All five stars discovered by Dominik Fritz and Jason Barton are eclipsing contact binary stars — pairs of stars that orbit around each other so closely that their outer atmospheres touch. As the stars eclipse, they dim and then brighten as one emerges from behind the other. These stars are categorized as variable stars, stars that change brightness, which make up half the stars in the universe.
Fritz and Barton are among nine students and two teachers from area high schools who are conducting physics research at SMU through the QuarkNet program. Hockaday teacher Leon de Oliveira and four of his students — Eliza Cope, Allison Aldrich, Sarah Zhou, and Mary Zhong — also conducted QuarkNet research this summer.
Fritz and Barton are the first high school researchers at SMU to discover new stars. The stars discovered by the students are located in the northern sky constellations of Pegasus and Ursa Major, but they can’t be seen by the naked eye.

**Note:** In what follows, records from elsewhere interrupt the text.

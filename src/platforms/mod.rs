//! Table-limit scrapers.
//!
//! Defines the `PageFetcher` and `TableLimitSource` traits and provides
//! sources for two public pages that publish roulette table limits:
//! - livedealer.org: live-casino limits table, one max bet per row
//! - roulette77.us: betting-limits explainer, max bets in its last row
//!
//! Fetching and extraction are split so extraction can be tested on
//! fixture HTML. Neither source has any data dependency on the simulators.

pub mod livedealer;
pub mod roulette77;

use anyhow::{Context, Result};
use async_trait::async_trait;
use chrono::{DateTime, Utc};
use reqwest::Client;
use scraper::Selector;
use tracing::{debug, info, warn};

use crate::config::ScraperConfig;
use crate::types::{ScrapeError, SimError, TableLimit};

pub use livedealer::LiveDealerSource;
pub use roulette77::Roulette77Source;

// ---------------------------------------------------------------------------
// Traits
// ---------------------------------------------------------------------------

/// Abstraction over HTTP page retrieval.
#[cfg_attr(test, mockall::automock)]
#[async_trait]
pub trait PageFetcher: Send + Sync {
    /// Fetch the page body as text.
    async fn fetch(&self, url: &str) -> Result<String>;
}

/// A page that publishes table limits, and how to pull them out of its HTML.
pub trait TableLimitSource: Send + Sync {
    fn name(&self) -> &str;

    fn url(&self) -> &str;

    /// Extract the raw limit strings (e.g. `"$10,000"`) from page HTML.
    fn extract(&self, html: &str) -> Result<Vec<String>, ScrapeError>;
}

// ---------------------------------------------------------------------------
// HTTP fetcher
// ---------------------------------------------------------------------------

pub struct HttpFetcher {
    http: Client,
}

impl HttpFetcher {
    pub fn new(config: &ScraperConfig) -> Result<Self> {
        let http = Client::builder()
            .timeout(std::time::Duration::from_secs(config.timeout_secs))
            .user_agent(config.user_agent.as_str())
            .build()
            .context("Failed to build HTTP client for scrapers")?;
        Ok(Self { http })
    }
}

#[async_trait]
impl PageFetcher for HttpFetcher {
    async fn fetch(&self, url: &str) -> Result<String> {
        debug!(url, "Fetching page");

        let resp = self
            .http
            .get(url)
            .send()
            .await
            .with_context(|| format!("Request to {url} failed"))?;

        if !resp.status().is_success() {
            let status = resp.status();
            anyhow::bail!("{url} returned {status}");
        }

        resp.text()
            .await
            .with_context(|| format!("Failed to read body from {url}"))
    }
}

// ---------------------------------------------------------------------------
// Scraping
// ---------------------------------------------------------------------------

/// Outcome of scraping one source.
#[derive(Debug, Clone)]
pub struct ScrapeReport {
    pub source: String,
    pub url: String,
    pub fetched_at: DateTime<Utc>,
    pub result: Result<Vec<String>, ScrapeError>,
}

/// The two built-in sources.
pub fn default_sources() -> Vec<Box<dyn TableLimitSource>> {
    vec![Box::new(LiveDealerSource), Box::new(Roulette77Source)]
}

/// Fetch and extract a single source.
pub async fn scrape_source(fetcher: &dyn PageFetcher, source: &dyn TableLimitSource) -> ScrapeReport {
    let result = match fetcher.fetch(source.url()).await {
        Ok(html) => source.extract(&html),
        Err(e) => Err(ScrapeError::Http {
            source_name: source.name().to_string(),
            message: format!("{e:#}"),
        }),
    };

    match &result {
        Ok(limits) => info!(source = source.name(), count = limits.len(), "Table limits scraped"),
        Err(e) => warn!(source = source.name(), error = %e, "Scrape failed"),
    }

    ScrapeReport {
        source: source.name().to_string(),
        url: source.url().to_string(),
        fetched_at: Utc::now(),
        result,
    }
}

/// Scrape every source concurrently. One failing source does not hide
/// the others.
pub async fn scrape_all(
    fetcher: &dyn PageFetcher,
    sources: &[Box<dyn TableLimitSource>],
) -> Vec<ScrapeReport> {
    let tasks = sources.iter().map(|s| scrape_source(fetcher, s.as_ref()));
    futures::future::join_all(tasks).await
}

// ---------------------------------------------------------------------------
// Limit parsing
// ---------------------------------------------------------------------------

/// Parse a published limit such as `"$10,000"`, `"€5 000"` or `"50K"`.
pub fn parse_limit(raw: &str) -> Result<i64, SimError> {
    let invalid = || SimError::InvalidParameter {
        name: "table_limit",
        value: raw.to_string(),
    };

    let cleaned: String = raw
        .chars()
        .filter(|c| !matches!(c, '$' | '€' | '£' | ',') && !c.is_whitespace())
        .collect();

    let (digits, multiplier) = match cleaned.chars().last() {
        Some('k' | 'K') => (&cleaned[..cleaned.len() - 1], 1_000i64),
        Some('m' | 'M') => (&cleaned[..cleaned.len() - 1], 1_000_000i64),
        _ => (cleaned.as_str(), 1i64),
    };

    let value = match digits.parse::<i64>() {
        Ok(n) => n.checked_mul(multiplier).ok_or_else(invalid)?,
        Err(_) => {
            // Fractional shorthand like "2.5K".
            let f: f64 = digits.parse().map_err(|_| invalid())?;
            let scaled = f * multiplier as f64;
            if !scaled.is_finite() || scaled.fract() != 0.0 || scaled > i64::MAX as f64 {
                return Err(invalid());
            }
            scaled as i64
        }
    };

    TableLimit::new(value).map_err(|_| invalid())?;
    Ok(value)
}

/// Collect every parseable limit across successful reports, sorted and
/// deduplicated.
pub fn parse_limits(reports: &[ScrapeReport]) -> Vec<i64> {
    let mut limits: Vec<i64> = reports
        .iter()
        .filter_map(|r| r.result.as_ref().ok())
        .flatten()
        .filter_map(|raw| match parse_limit(raw) {
            Ok(limit) => Some(limit),
            Err(e) => {
                warn!(raw = %raw, error = %e, "Skipping unparseable limit");
                None
            }
        })
        .collect();
    limits.sort_unstable();
    limits.dedup();
    limits
}

// ---------------------------------------------------------------------------
// HTML helpers
// ---------------------------------------------------------------------------

pub(crate) fn markup(source: &str, message: impl Into<String>) -> ScrapeError {
    ScrapeError::Markup {
        source_name: source.to_string(),
        message: message.into(),
    }
}

pub(crate) fn selector(source: &str, css: &str) -> Result<Selector, ScrapeError> {
    Selector::parse(css).map_err(|e| markup(source, format!("invalid selector {css:?}: {e:?}")))
}

// ---------------------------------------------------------------------------
// Tests
// ---------------------------------------------------------------------------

Working in a campus science building basement laboratory, the students used analysis software, perseverance and patience to parse the data collected (but never analyzed) in 2000 by Robert Kehoe, SMU associate professor of physics, through ROTSE-I, a telescope at Los Alamos, N.M. Their discoveries have been accepted into the American Association of Variable Star Observers International Variable Star Index.